What you return must match the records exactly.

[Stored items]
--------------------------------------------------

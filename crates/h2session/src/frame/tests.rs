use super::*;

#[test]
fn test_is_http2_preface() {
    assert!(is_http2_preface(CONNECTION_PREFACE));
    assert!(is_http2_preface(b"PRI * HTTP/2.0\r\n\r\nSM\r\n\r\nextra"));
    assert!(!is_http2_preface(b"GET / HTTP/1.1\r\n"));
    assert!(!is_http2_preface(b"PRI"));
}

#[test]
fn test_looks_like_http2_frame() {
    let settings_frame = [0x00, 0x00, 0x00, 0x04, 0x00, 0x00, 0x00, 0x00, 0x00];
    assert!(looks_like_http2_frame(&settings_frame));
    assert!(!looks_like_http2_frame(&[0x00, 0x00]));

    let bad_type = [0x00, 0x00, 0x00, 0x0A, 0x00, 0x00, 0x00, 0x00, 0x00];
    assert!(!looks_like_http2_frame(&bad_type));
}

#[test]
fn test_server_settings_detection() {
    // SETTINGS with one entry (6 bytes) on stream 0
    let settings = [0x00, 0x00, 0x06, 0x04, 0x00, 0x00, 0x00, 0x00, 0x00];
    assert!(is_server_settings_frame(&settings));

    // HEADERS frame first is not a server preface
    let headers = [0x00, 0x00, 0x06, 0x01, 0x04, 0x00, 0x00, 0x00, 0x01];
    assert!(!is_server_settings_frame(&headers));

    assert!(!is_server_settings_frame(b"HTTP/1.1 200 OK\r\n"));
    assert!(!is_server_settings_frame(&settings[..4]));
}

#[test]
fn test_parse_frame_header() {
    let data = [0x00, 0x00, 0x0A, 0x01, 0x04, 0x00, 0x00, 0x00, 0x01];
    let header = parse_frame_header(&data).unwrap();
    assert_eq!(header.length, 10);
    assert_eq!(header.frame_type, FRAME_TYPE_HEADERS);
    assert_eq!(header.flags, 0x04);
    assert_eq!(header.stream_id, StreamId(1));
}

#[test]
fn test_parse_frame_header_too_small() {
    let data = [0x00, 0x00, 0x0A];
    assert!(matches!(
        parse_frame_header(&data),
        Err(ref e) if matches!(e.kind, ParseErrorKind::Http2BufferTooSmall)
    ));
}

--------------------------------------------------

● **RESPONSE TO THIS TASK**:
filename crates/h2session/src/frame/tests.rs
use super::*;

#[test]
fn test_is_http2_preface() {
    assert!(is_http2_preface(CONNECTION_PREFACE));
    assert!(is_http2_preface(b"PRI * HTTP/2.0\r\n\r\nSM\r\n\r\nextra"));
    assert!(!is_http2_preface(b"GET / HTTP/1.1\r\n"));
    assert!(!is_http2_preface(b"PRI"));
}

#[test]
fn test_looks_like_http2_frame() {
    let settings_frame = [0x00, 0x00, 0x00, 0x04, 0x00, 0x00, 0x00, 0x00, 0x00];
    assert!(looks_like_http2_frame(&settings_frame));
    assert!(!looks_like_http2_frame(&[0x00, 0x00]));

    let bad_type = [0x00, 0x00, 0x00, 0x0A, 0x00, 0x00, 0x00, 0x00, 0x00];
    assert!(!looks_like_http2_frame(&bad_type));
}

#[test]
fn test_server_settings_detection() {
    // SETTINGS with one entry (6 bytes) on stream 0
    let settings = [0x00, 0x00, 0x06, 0x04, 0x00, 0x00, 0x00, 0x00, 0x00];
    assert!(is_server_settings_frame(&settings));

    // HEADERS frame first is not a server preface
    let headers = [0x00, 0x00, 0x06, 0x01, 0x04, 0x00, 0x00, 0x00, 0x01];
    assert!(!is_server_settings_frame(&headers));

    assert!(!is_server_settings_frame(b"HTTP/1.1 200 OK\r\n"));
    assert!(!is_server_settings_frame(&settings[..4]));
}

#[test]
fn test_parse_frame_header() {
    let data = [0x00, 0x00, 0x0A, 0x01, 0x04, 0x00, 0x00, 0x00, 0x01];
    let header = parse_frame_header(&data).unwrap();
    assert_eq!(header.length, 10);
    assert_eq!(header.frame_type, FRAME_TYPE_HEADERS);
    assert_eq!(header.flags, 0x04);
    assert_eq!(header.stream_id, StreamId(1));
}

#[test]
fn test_parse_frame_header_too_small() {
    let data = [0x00, 0x00, 0x0A];
    assert!(matches!(
        parse_frame_header(&data),
        Err(ref e) if matches!(e.kind, ParseErrorKind::Http2BufferTooSmall)
    ));
}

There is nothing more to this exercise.